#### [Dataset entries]
• • • • •

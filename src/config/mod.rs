//! Configuration module

mod site;

pub use site::ArtifactFormat;
pub use site::MarkdownConfig;
pub use site::RemoteConfig;
pub use site::SiteConfig;
//! Show or change the stored theme preference

use anyhow::Result;

use crate::prefs::{FileStore, Preferences, Theme};
use crate::Folio;

/// `None` prints the current theme; `toggle`, `light` or `dark` change it
pub fn run(folio: &Folio, action: Option<&str>) -> Result<Theme> {
    let store = FileStore::open(folio.prefs_path())?;
    let mut prefs = Preferences::load(store)?;

    let theme = match action {
        None => prefs.theme(),
        Some("toggle") => prefs.toggle_theme()?,
        Some(name) => {
            let theme = Theme::parse(name).ok_or_else(|| {
                anyhow::anyhow!("Unknown theme: {}. Available: light, dark, toggle", name)
            })?;
            prefs.set_theme(theme)?;
            theme
        }
    };

    tracing::debug!("Theme preference stored in {:?}", folio.prefs_path());
    Ok(theme)
}
//! Plain-text previews for content cards

use lazy_static::lazy_static;
use regex::Regex;

lazy_static! {
    static ref HEADING_MARKS: Regex = Regex::new(r"(?m)^#+[ \t]+").unwrap();
    static ref EMPHASIS_MARKS: Regex = Regex::new(r"\*+").unwrap();
    static ref IMAGES: Regex = Regex::new(r"!\[[^\]]*\]\([^)]*\)").unwrap();
    static ref LINKS: Regex = Regex::new(r"\[([^\]]*)\]\([^)]*\)").unwrap();
    static ref QUOTE_MARKS: Regex = Regex::new(r"(?m)^>+[ \t]*").unwrap();
    static ref LIST_MARKS: Regex = Regex::new(r"(?m)^(?:-+|\d+\.)(?:[ \t]+|$)").unwrap();
    static ref BLANK_LINES: Regex = Regex::new(r"\n[ \t]*\n(?:[ \t]*\n)*").unwrap();
}

/// Strip markdown markers and truncate to at most `max_chars` characters
/// (plus a `...` suffix when truncated).
///
/// The result is plain text; callers escape it before embedding in markup.
pub fn excerpt(markdown: &str, max_chars: usize) -> String {
    let text = markdown.replace("\r\n", "\n");
    let text = HEADING_MARKS.replace_all(&text, "");
    let text = IMAGES.replace_all(&text, "");
    let text = LINKS.replace_all(&text, "${1}");
    let text = EMPHASIS_MARKS.replace_all(&text, "");
    let text = QUOTE_MARKS.replace_all(&text, "");
    let text = LIST_MARKS.replace_all(&text, "");
    let text = BLANK_LINES.replace_all(&text, "\n");
    let text = text.trim();

    if text.chars().count() > max_chars {
        let truncated: String = text.chars().take(max_chars).collect();
        format!("{}...", truncated.trim_end())
    } else {
        text.to_string()
    }
}
//! List site content

use anyhow::Result;

use crate::content::{preview, ContentBundle, Resolution};
use crate::Folio;

/// List bundled documents or catalog entries
pub fn run(folio: &Folio, content_type: &str) -> Result<()> {
    let bundle = folio.load_bundle()?;

    match content_type {
        "content" | "keys" => {
            println!("Content ({}):", bundle.len());
            for entry in &bundle {
                println!("  {} ({} chars)", entry.key, entry.text.chars().count());
            }
        }
        "catalog" | "cards" => {
            for line in catalog_lines(folio, &bundle) {
                println!("{}", line);
            }
        }
        "missing" => {
            let missing = folio.config.catalog.missing_keys(&bundle);
            println!("Missing ({}):", missing.len());
            for key in missing {
                println!("  {}", key);
            }
        }
        _ => {
            anyhow::bail!(
                "Unknown type: {}. Available: content, catalog, missing",
                content_type
            );
        }
    }

    Ok(())
}

/// One header line per category, one line per card with its status and preview
fn catalog_lines(folio: &Folio, bundle: &ContentBundle) -> Vec<String> {
    let catalog = &folio.config.catalog;
    let max = folio.config.preview_length;
    let resolved = catalog.resolve(bundle);
    let mut lines = Vec::new();

    for category in catalog.categories() {
        lines.push(format!("{} ({}):", category, catalog.entries(category).len()));
        for (_, entry, resolution) in resolved.iter().filter(|(c, _, _)| *c == category) {
            let date = entry
                .date
                .as_deref()
                .map(|d| format!(" - {}", d))
                .unwrap_or_default();
            let (status, text) = match resolution {
                Resolution::Bundled(key) => (key.clone(), bundle.get(key)),
                Resolution::Inline => ("inline".to_string(), entry.content.as_deref()),
                Resolution::Missing(key) => (format!("MISSING {}", key), None),
            };
            lines.push(format!("  {}{} [{}]", entry.title, date, status));
            if let Some(text) = text {
                let excerpt = preview::excerpt(text, max).replace('\n', " ");
                if !excerpt.is_empty() {
                    lines.push(format!("      {}", excerpt));
                }
            }
        }
    }

    lines
}

#[cfg(test)]
mod tests {
    use super::*;
    use crate::config::SiteConfig;
    use crate::content::{CatalogEntry, ContentEntry};

    #[test]
    fn test_catalog_lines() {
        let mut config = SiteConfig::default();
        config.preview_length = 5;
        config.catalog.insert(
            "articles",
            CatalogEntry {
                file: Some("a.md".to_string()),
                title: "A".to_string(),
                date: Some("2024.11.17".to_string()),
                ..CatalogEntry::default()
            },
        );
        config.catalog.insert(
            "articles",
            CatalogEntry {
                file: Some("gone.md".to_string()),
                title: "Gone".to_string(),
                ..CatalogEntry::default()
            },
        );
        let folio = Folio::with_config(std::env::temp_dir(), config);
        let bundle: ContentBundle = vec![ContentEntry::new("articles/a", "# Heading text")]
            .into_iter()
            .collect();

        assert_eq!(
            catalog_lines(&folio, &bundle),
            vec![
                "articles (2):",
                "  A - 2024.11.17 [articles/a]",
                "      Headi...",
                "  Gone [MISSING articles/gone]",
            ]
        );
    }
}
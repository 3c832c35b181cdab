//! Content loader - walks the content directory into a bundle

use std::collections::BTreeMap;
use std::fs;
use std::path::{Component, Path, PathBuf};
use walkdir::WalkDir;

use super::{BundleError, ContentBundle, ContentEntry};
use crate::config::SiteConfig;
use crate::Folio;

/// Loads every recognized document under the content directory
pub struct ContentLoader<'a> {
    config: &'a SiteConfig,
    root: PathBuf,
}

impl<'a> ContentLoader<'a> {
    /// Create a loader for the site's configured content directory
    pub fn new(folio: &'a Folio) -> Self {
        Self::with_root(&folio.config, folio.content_dir.clone())
    }

    /// Create a loader for an explicit root
    pub fn with_root(config: &'a SiteConfig, root: PathBuf) -> Self {
        Self { config, root }
    }

    /// Read every document. Any unreadable file or directory aborts the load.
    pub fn load(&self) -> Result<ContentBundle, BundleError> {
        let mut sources: BTreeMap<String, PathBuf> = BTreeMap::new();
        let mut entries = Vec::new();

        for entry in WalkDir::new(&self.root).follow_links(true).sort_by_file_name() {
            let entry = entry.map_err(|source| BundleError::Walk {
                path: source
                    .path()
                    .map(Path::to_path_buf)
                    .unwrap_or_else(|| self.root.clone()),
                source,
            })?;

            let path = entry.path();
            if !entry.file_type().is_file() || !self.is_content_file(path) {
                continue;
            }

            let relative = path.strip_prefix(&self.root).unwrap_or(path);
            let key =
                content_key(relative).ok_or_else(|| BundleError::NonUtf8Path(path.to_path_buf()))?;

            let text = fs::read_to_string(path).map_err(|source| BundleError::Read {
                path: path.to_path_buf(),
                source,
            })?;

            if let Some(first) = sources.insert(key.clone(), path.to_path_buf()) {
                return Err(BundleError::DuplicateKey {
                    key,
                    first,
                    second: path.to_path_buf(),
                });
            }

            tracing::debug!("Bundled {} from {:?}", key, path);
            entries.push(ContentEntry { key, text });
        }

        Ok(entries.into_iter().collect())
    }

    fn is_content_file(&self, path: &Path) -> bool {
        path.extension()
            .and_then(|e| e.to_str())
            .map(|e| self.config.is_recognized_extension(e))
            .unwrap_or(false)
    }
}

/// Derive the logical key for a path relative to the content root:
/// components joined with `/`, final extension removed.
pub fn content_key(relative: &Path) -> Option<String> {
    let stem = relative.file_stem()?.to_str()?;

    let mut parts = Vec::new();
    if let Some(parent) = relative.parent() {
        for component in parent.components() {
            match component {
                Component::Normal(part) => parts.push(part.to_str()?),
                Component::CurDir => {}
                _ => return None,
            }
        }
    }
    parts.push(stem);

    Some(parts.join("/"))
}
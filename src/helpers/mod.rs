//! Markup helpers shared by the renderer and the viewer

mod html;

pub use html::*;
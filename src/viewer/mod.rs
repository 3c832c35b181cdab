//! Content viewer - the modal that shows one rendered document

use crate::content::{CatalogEntry, ContentBundle, MarkdownRenderer, Resolution};
use crate::helpers::{html_escape, link_to};
use crate::remote::RemoteSource;

/// What the viewer currently shows
#[derive(Debug, Clone, Default, PartialEq, Eq)]
pub enum ViewerState {
    #[default]
    Closed,
    Open {
        title: String,
        markup: String,
    },
}

/// Modal viewer. Opening never fails: lookups that miss show a placeholder.
#[derive(Debug, Default)]
pub struct Viewer {
    state: ViewerState,
}

impl Viewer {
    pub fn new() -> Self {
        Self::default()
    }

    pub fn state(&self) -> &ViewerState {
        &self.state
    }

    pub fn is_open(&self) -> bool {
        matches!(self.state, ViewerState::Open { .. })
    }

    /// Open a bundled document by key
    pub fn open_key(
        &mut self,
        title: &str,
        key: &str,
        bundle: &ContentBundle,
        renderer: &MarkdownRenderer,
    ) -> &ViewerState {
        let markup = match bundle.get(key) {
            Some(text) => renderer.render(text),
            None => {
                tracing::debug!("Content key not bundled: {}", key);
                not_found_markup(key)
            }
        };
        self.show(title, markup)
    }

    /// Open a catalog card: bundled document or inline text
    pub fn open_entry(
        &mut self,
        category: &str,
        entry: &CatalogEntry,
        bundle: &ContentBundle,
        renderer: &MarkdownRenderer,
    ) -> &ViewerState {
        match (entry.resolution(category, bundle), entry.content.as_deref()) {
            (Resolution::Bundled(key), _) | (Resolution::Missing(key), _) => {
                self.open_key(&entry.title, &key, bundle, renderer)
            }
            (Resolution::Inline, Some(text)) => {
                let markup = renderer.render(text);
                self.show(&entry.title, markup)
            }
            (Resolution::Inline, None) => {
                let markup = not_found_markup(&format!("{}/{}", category, entry.title));
                self.show(&entry.title, markup)
            }
        }
    }

    /// Open a document fetched from the remote source; on any failure show a
    /// plain link to `path` instead
    pub async fn open_remote(
        &mut self,
        title: &str,
        path: &str,
        remote: &RemoteSource,
        renderer: &MarkdownRenderer,
    ) -> &ViewerState {
        let markup = match remote.fetch(path).await {
            Ok(text) => renderer.render(&text),
            Err(e) => {
                tracing::warn!("Failed to load remote content {}: {}", path, e);
                fallback_markup(path)
            }
        };
        self.show(title, markup)
    }

    pub fn close(&mut self) {
        self.state = ViewerState::Closed;
    }

    fn show(&mut self, title: &str, markup: String) -> &ViewerState {
        self.state = ViewerState::Open {
            title: title.to_string(),
            markup,
        };
        &self.state
    }
}

/// Placeholder for a key the bundle does not contain
pub fn not_found_markup(key: &str) -> String {
    format!(
        r#"<p class="not-found">Content not found: {}</p>"#,
        html_escape(key)
    )
}

/// Plain link to the original document
pub fn fallback_markup(path: &str) -> String {
    format!(
        r#"<p class="fallback">Unable to load this content here. Open the original: {}</p>"#,
        link_to(path, path, true)
    )
}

• • • • •

Among the lines above, show every one that contains the string "struct".

pub struct ContentLoader<'a> {
pub struct Viewer {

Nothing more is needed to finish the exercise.